(Stored records)

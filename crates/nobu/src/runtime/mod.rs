//! Filesystem runtime abstraction.
//!
//! All request handlers read through the [`Runtime`] trait rather than
//! `std::fs`, so the handler can be driven against any backing store and
//! file I/O never blocks the async executor.

mod native;

pub use native::NativeRuntime;

use async_trait::async_trait;
use std::path::{Path, PathBuf};

/// Result type for runtime operations
pub type RuntimeResult<T> = Result<T, RuntimeError>;

/// Errors that can occur during runtime operations
#[derive(Debug, thiserror::Error)]
pub enum RuntimeError {
    /// File not found
    #[error("File not found: {}", .0.display())]
    FileNotFound(PathBuf),

    /// I/O error
    #[error("I/O error: {0}")]
    Io(String),

    /// Other runtime error
    #[error("Runtime error: {0}")]
    Other(String),
}

/// File metadata
#[derive(Debug, Clone)]
pub struct FileMetadata {
    /// File size in bytes
    pub size: u64,
    /// Whether this is a directory
    pub is_dir: bool,
    /// Whether this is a file
    pub is_file: bool,
}

/// Platform runtime trait.
///
/// Only the read side is needed: the dev server never writes.
#[async_trait]
pub trait Runtime: Send + Sync + std::fmt::Debug {
    /// Read a file from the filesystem
    async fn read_file(&self, path: &Path) -> RuntimeResult<Vec<u8>>;

    /// Get file metadata
    async fn metadata(&self, path: &Path) -> RuntimeResult<FileMetadata>;
}

/// Read a file as UTF-8 text.
pub(crate) async fn read_text(runtime: &dyn Runtime, path: &Path) -> crate::Result<String> {
    let bytes = runtime.read_file(path).await?;
    String::from_utf8(bytes).map_err(|_| crate::Error::InvalidUtf8(path.to_path_buf()))
}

Task prompt: Transcribe each line of the data exactly, skipping none.

Written solution:
filename crates/nobu/src/runtime/mod.rs
//! Filesystem runtime abstraction.
//!
//! All request handlers read through the [`Runtime`] trait rather than
//! `std::fs`, so the handler can be driven against any backing store and
//! file I/O never blocks the async executor.

mod native;

pub use native::NativeRuntime;

use async_trait::async_trait;
use std::path::{Path, PathBuf};

/// Result type for runtime operations
pub type RuntimeResult<T> = Result<T, RuntimeError>;

/// Errors that can occur during runtime operations
#[derive(Debug, thiserror::Error)]
pub enum RuntimeError {
    /// File not found
    #[error("File not found: {}", .0.display())]
    FileNotFound(PathBuf),

    /// I/O error
    #[error("I/O error: {0}")]
    Io(String),

    /// Other runtime error
    #[error("Runtime error: {0}")]
    Other(String),
}

/// File metadata
#[derive(Debug, Clone)]
pub struct FileMetadata {
    /// File size in bytes
    pub size: u64,
    /// Whether this is a directory
    pub is_dir: bool,
    /// Whether this is a file
    pub is_file: bool,
}

/// Platform runtime trait.
///
/// Only the read side is needed: the dev server never writes.
#[async_trait]
pub trait Runtime: Send + Sync + std::fmt::Debug {
    /// Read a file from the filesystem
    async fn read_file(&self, path: &Path) -> RuntimeResult<Vec<u8>>;

    /// Get file metadata
    async fn metadata(&self, path: &Path) -> RuntimeResult<FileMetadata>;
}

/// Read a file as UTF-8 text.
pub(crate) async fn read_text(runtime: &dyn Runtime, path: &Path) -> crate::Result<String> {
    let bytes = runtime.read_file(path).await?;
    String::from_utf8(bytes).map_err(|_| crate::Error::InvalidUtf8(path.to_path_buf()))
}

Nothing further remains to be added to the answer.